#!/usr/bin/env python3

# Copyright 2022 The IREE Authors
#
# Licensed under the Apache License v2.0 with LLVM Exceptions.
# See https://llvm.org/LICENSE.txt for license information.
# SPDX-License-Identifier: Apache-2.0 WITH LLVM-exception
"""Determines whether CI should run on a given PR.

The following environment variables are required:
- GITHUB_REPOSITORY: GitHub org and repository, e.g. openxla/iree.
- GITHUB_WORKFLOW_REF: GitHub workflow ref, e.g.
    openxla/iree/.github/workflows/ci.yml@refs/pull/1/merge.
- GITHUB_EVENT_NAME: GitHub event name, e.g. pull_request.
- GITHUB_OUTPUT: path to write workflow output variables.
- GITHUB_STEP_SUMMARY: path to write workflow summary output.

When GITHUB_EVENT_NAME is "pull_request", there are additional environment
variables to be set:
- PR_BRANCH (required): PR source branch.
- PR_TITLE (required): PR title.
- PR_BODY (optional): PR description.
- PR_LABELS (optional): JSON list of PR label names.
- BASE_REF (required): base commit SHA of the PR.
- ORIGINAL_PR_TITLE (optional): PR title from the original PR event, showing a
    notice if PR_TITLE is different.
- ORIGINAL_PR_BODY (optional): PR description from the original PR event,
    showing a notice if PR_BODY is different. ORIGINAL_PR_TITLE must also be
    set.
- ORIGINAL_PR_LABELS (optional): PR labels from the original PR event, showing a
    notice if PR_LABELS is different. ORIGINAL_PR_TITLE must also be set.

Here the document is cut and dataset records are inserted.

//! Exclusive ownership of an open connection.

use crate::library::Connection;

/// Owns an open connection and releases it when closed or dropped.
///
/// Whichever comes first, `close` or `Drop`, releases the connection; the
/// other one finds nothing left to do.
pub struct Session<C: Connection> {
    conn: Option<C>,
}

impl<C: Connection> Session<C> {
    pub fn new(conn: C) -> Self {
        Self { conn: Some(conn) }
    }

    /// Return the open connection.
    pub fn connection(&self) -> &C {
        // Only `release` takes the connection, and it runs from `close(self)`
        // or `drop`, after which the session can't be used anymore.
        self.conn.as_ref().expect("connection is open while the session exists")
    }

    /// Release the connection now.
    pub fn close(mut self) {
        self.release();
    }

    fn release(&mut self) {
        if let Some(conn) = self.conn.take() {
            log::debug!("releasing connection");
            conn.close();
        }
    }
}

impl<C: Connection> Drop for Session<C> {
    fn drop(&mut self) {
        self.release();
    }
}
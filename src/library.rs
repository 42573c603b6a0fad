//! The interface to the ADS client library used for a check.
//!
//! The checker never talks to the network itself.  Everything goes through a
//! `ClientLibrary`, which provides a presence check, connection construction
//! and, via the returned `Connection`, the state queries.  `tcp::AdsTcpLibrary`
//! implements this on top of the `ads` crate.

use std::fmt::{self, Display};

use ads::client::AdsState;
use ads::AmsNetId;
use itertools::Itertools;

use crate::Config;

/// Identity of an ADS device, as returned by its device info.
#[derive(Clone, Debug, PartialEq, Eq)]
pub struct DeviceIdentity {
    pub name: String,
    pub major: u8,
    pub minor: u8,
    pub build: u16,
}

impl Display for DeviceIdentity {
    fn fmt(&self, f: &mut fmt::Formatter) -> fmt::Result {
        write!(f, "{} v{}.{}.{}", self.name, self.major, self.minor, self.build)
    }
}

/// What a successful state query found out about the device.
#[derive(Clone, Debug, PartialEq, Eq)]
pub struct DeviceState {
    pub ads_state: AdsState,
    pub device_state: u16,
    /// Not all services answer the device info request.
    pub identity: Option<DeviceIdentity>,
}

impl DeviceState {
    pub fn is_running(&self) -> bool {
        self.ads_state == AdsState::Run
    }
}

impl Display for DeviceState {
    fn fmt(&self, f: &mut fmt::Formatter) -> fmt::Result {
        write!(f, "ADS state {:?}, device state {}", self.ads_state, self.device_state)?;
        if let Some(identity) = &self.identity {
            write!(f, ", device {}", identity)?;
        }
        Ok(())
    }
}

/// System information a device reports about itself over UDP.
#[derive(Clone, Debug, PartialEq, Eq)]
pub struct RemoteSystem {
    pub net_id: AmsNetId,
    pub hostname: String,
    pub twincat_version: (u8, u8, u16),
}

impl Display for RemoteSystem {
    fn fmt(&self, f: &mut fmt::Formatter) -> fmt::Result {
        let (major, minor, build) = self.twincat_version;
        write!(f, "{} on {} (TwinCAT {})", self.net_id, self.hostname,
               [major as u16, minor as u16, build].iter().format("."))
    }
}

/// An open connection to one ADS device.
///
/// Closing consumes the connection; `session::Session` makes sure this happens
/// exactly once.
pub trait Connection: Sized {
    /// Read the device's name and version.
    fn device_info(&self) -> ads::Result<DeviceIdentity>;

    /// Read the ADS and device state.
    fn state(&self) -> ads::Result<(AdsState, u16)>;

    /// Release the underlying socket.
    fn close(self);
}

/// The capabilities of an ADS client library that a check needs.
pub trait ClientLibrary {
    type Connection: Connection;

    /// Name of the library, for messages.
    fn name(&self) -> &str;

    /// Return the library version if it is available.
    fn installed_version(&self) -> Option<String>;

    /// Try to make the library available.
    fn install(&self) -> Result<(), String> {
        Err(format!("{} cannot be installed automatically", self.name()))
    }

    /// Instructions for installing the library by hand.
    fn install_instructions(&self) -> String;

    /// Connect to the device given by the configuration.
    fn connect(&self, config: &Config) -> ads::Result<Self::Connection>;

    /// Ask the device at the configured IP address for its system info.
    fn identify(&self, config: &Config) -> ads::Result<RemoteSystem>;
}
//! Defines the error types of a connection check.

use std::io;
use std::net::SocketAddrV4;
use std::time::Duration;

use ads::client::AdsState;
use ads::AmsAddr;

/// Invalid configuration values.
#[derive(Debug, Clone, PartialEq, Eq, thiserror::Error)]
pub enum ConfigError {
    #[error("invalid NetID {0:?}, expected six dotted numbers like 5.23.91.23.1.1")]
    InvalidNetId(String),
    #[error("invalid IPv4 address {0:?}")]
    InvalidAddress(String),
    #[error("invalid AMS port {0}")]
    InvalidPort(u16),
    #[error("invalid TCP port {0}")]
    InvalidTcpPort(u16),
    #[error("invalid timeout {0:?}, it must be longer than zero")]
    InvalidTimeout(Duration),
}

/// The stage of a check at which it failed.
#[derive(Debug, Clone, Copy, PartialEq, Eq, strum::Display)]
#[strum(serialize_all = "lowercase")]
pub enum Stage {
    Config,
    Dependency,
    Connection,
    Query,
}

/// Why the device did not answer the state query as expected.
#[derive(Debug, thiserror::Error)]
pub enum QueryFailure {
    /// The ADS request itself failed.
    #[error(transparent)]
    Ads(#[from] ads::Error),
    /// The device answered, but its runtime is not running.
    #[error("device is in state {0:?}, not Run")]
    NotRunning(AdsState),
}

/// A failed connection check.
#[derive(Debug, thiserror::Error)]
pub enum CheckError {
    #[error(transparent)]
    Config(#[from] ConfigError),

    /// The client library is missing and could not be installed.
    #[error("{library} is not available: {reason}")]
    DependencyInstall { library: String, reason: String, instructions: String },

    /// The transport connection could not be opened.
    #[error("connecting to {addr} failed: {source}")]
    Connection { addr: SocketAddrV4, source: ads::Error },

    /// The connection was opened, but the ADS service did not answer correctly.
    #[error("querying {target} failed: {source}")]
    Query { target: AmsAddr, source: QueryFailure },
}

impl CheckError {
    /// Return the stage at which the check failed.
    pub fn stage(&self) -> Stage {
        match self {
            CheckError::Config(_) => Stage::Config,
            CheckError::DependencyInstall { .. } => Stage::Dependency,
            CheckError::Connection { .. } => Stage::Connection,
            CheckError::Query { .. } => Stage::Query,
        }
    }

    /// Return a troubleshooting hint specific to the underlying error.
    pub fn hint(&self) -> Option<&'static str> {
        match self {
            CheckError::Connection { source, .. } => ads_hint(source),
            CheckError::Query { source: QueryFailure::Ads(e), .. } => ads_hint(e),
            CheckError::Query { source: QueryFailure::NotRunning(_), .. } =>
                Some("The PLC runtime answers but is not in RUN mode; start it from TwinCAT."),
            _ => None,
        }
    }

    /// Return true if the query failed in the way a missing ADS route or a
    /// wrong NetID makes it fail: the router doesn't know the target, or the
    /// PLC drops the connection.
    pub fn is_route_problem(&self) -> bool {
        match self {
            CheckError::Query { source: QueryFailure::Ads(ads::Error::Ads(_, _, code)), .. } =>
                *code == 0x7,
            CheckError::Query { source: QueryFailure::Ads(ads::Error::Io(_, ioe)), .. } =>
                matches!(ioe.kind(), io::ErrorKind::UnexpectedEof | io::ErrorKind::ConnectionReset |
                         io::ErrorKind::ConnectionAborted | io::ErrorKind::BrokenPipe),
            _ => false,
        }
    }
}

/// Hints for ADS error codes that point to a setup problem, sorted by code.
const ADS_HINTS: &[(u32, &str)] = &[
    (0x006, "Target port not found: no ADS service listens on this AMS port, \
             is the PLC runtime started and is it the right port (801 for TwinCAT 2, 851 for TwinCAT 3)?"),
    (0x007, "Target machine not found: the router does not know this NetID, \
             check the NetID and the routes on both sides."),
    (0x00D, "Port not connected: the AMS port on the PLC is not open."),
    (0x012, "Port disabled: the TwinCAT system service is not started."),
    (0x018, "Invalid AMS port."),
    (0x01B, "Host unreachable: the PLC router cannot reach this host, check the route entry."),
    (0x50A, "The AMS router on the PLC is not active; is TwinCAT running?"),
    (0x701, "Service not supported: the AMS port probably belongs to a different kind of service."),
    (0x707, "The device is not in a ready state."),
    (0x719, "The device timed out while handling the request."),
    (0x745, "Timeout elapsed: check the route setting on the PLC."),
    (0x748, "ADS port not opened."),
];

/// Return a troubleshooting hint for an error from the ADS client, if one is known.
pub fn ads_hint(err: &ads::Error) -> Option<&'static str> {
    match err {
        ads::Error::Ads(_, _, code) => ADS_HINTS
            .binary_search_by_key(code, |e| e.0)
            .ok()
            .map(|idx| ADS_HINTS[idx].1),
        ads::Error::Io(_, ioe) => io_hint(ioe.kind()),
        _ => None,
    }
}

fn io_hint(kind: io::ErrorKind) -> Option<&'static str> {
    Some(match kind {
        io::ErrorKind::ConnectionRefused =>
            "Connection refused: nothing listens on the ADS TCP port, is the TwinCAT router running?",
        io::ErrorKind::TimedOut | io::ErrorKind::WouldBlock =>
            "No answer within the timeout: the host is down, a firewall drops the packets, \
             or the PLC has no ADS route for this host.",
        io::ErrorKind::UnexpectedEof | io::ErrorKind::ConnectionReset |
        io::ErrorKind::ConnectionAborted | io::ErrorKind::BrokenPipe =>
            "The PLC closed the connection: this usually means no ADS route is configured \
             for this host's NetID and IP address.",
        io::ErrorKind::AddrNotAvailable =>
            "The address is not usable from this host.",
        _ => return None,
    })
}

Exit code 0 indicates that it should and exit code 2 indicates that it should
not.
"""

import difflib
import enum
import fnmatch
import json
import os
import re
import pathlib
import string
import subprocess
import sys
import textwrap
from typing import Iterable, List, Mapping, Optional, Sequence, Set, Tuple

import yaml

# Add build_tools python dir to the search path.
sys.path.insert(0, str(pathlib.Path(__file__).parent.with_name("python")))

from benchmark_suites.iree import benchmark_presets


# We don't get StrEnum till Python 3.11
@enum.unique
class Trailer(str, enum.Enum):
    __str__ = str.__str__

    SKIP_CI = "skip-ci"
    SKIP_JOBS = "ci-skip"
    EXTRA_JOBS = "ci-extra"
    EXACTLY_JOBS = "ci-exactly"
    RUNNER_ENV = "runner-env"
    BENCHMARK_EXTRA = "benchmark-extra"
    # Trailer to prevent benchmarks from always running on LLVM integration PRs.
    SKIP_LLVM_INTEGRATE_BENCHMARK = "skip-llvm-integrate-benchmark"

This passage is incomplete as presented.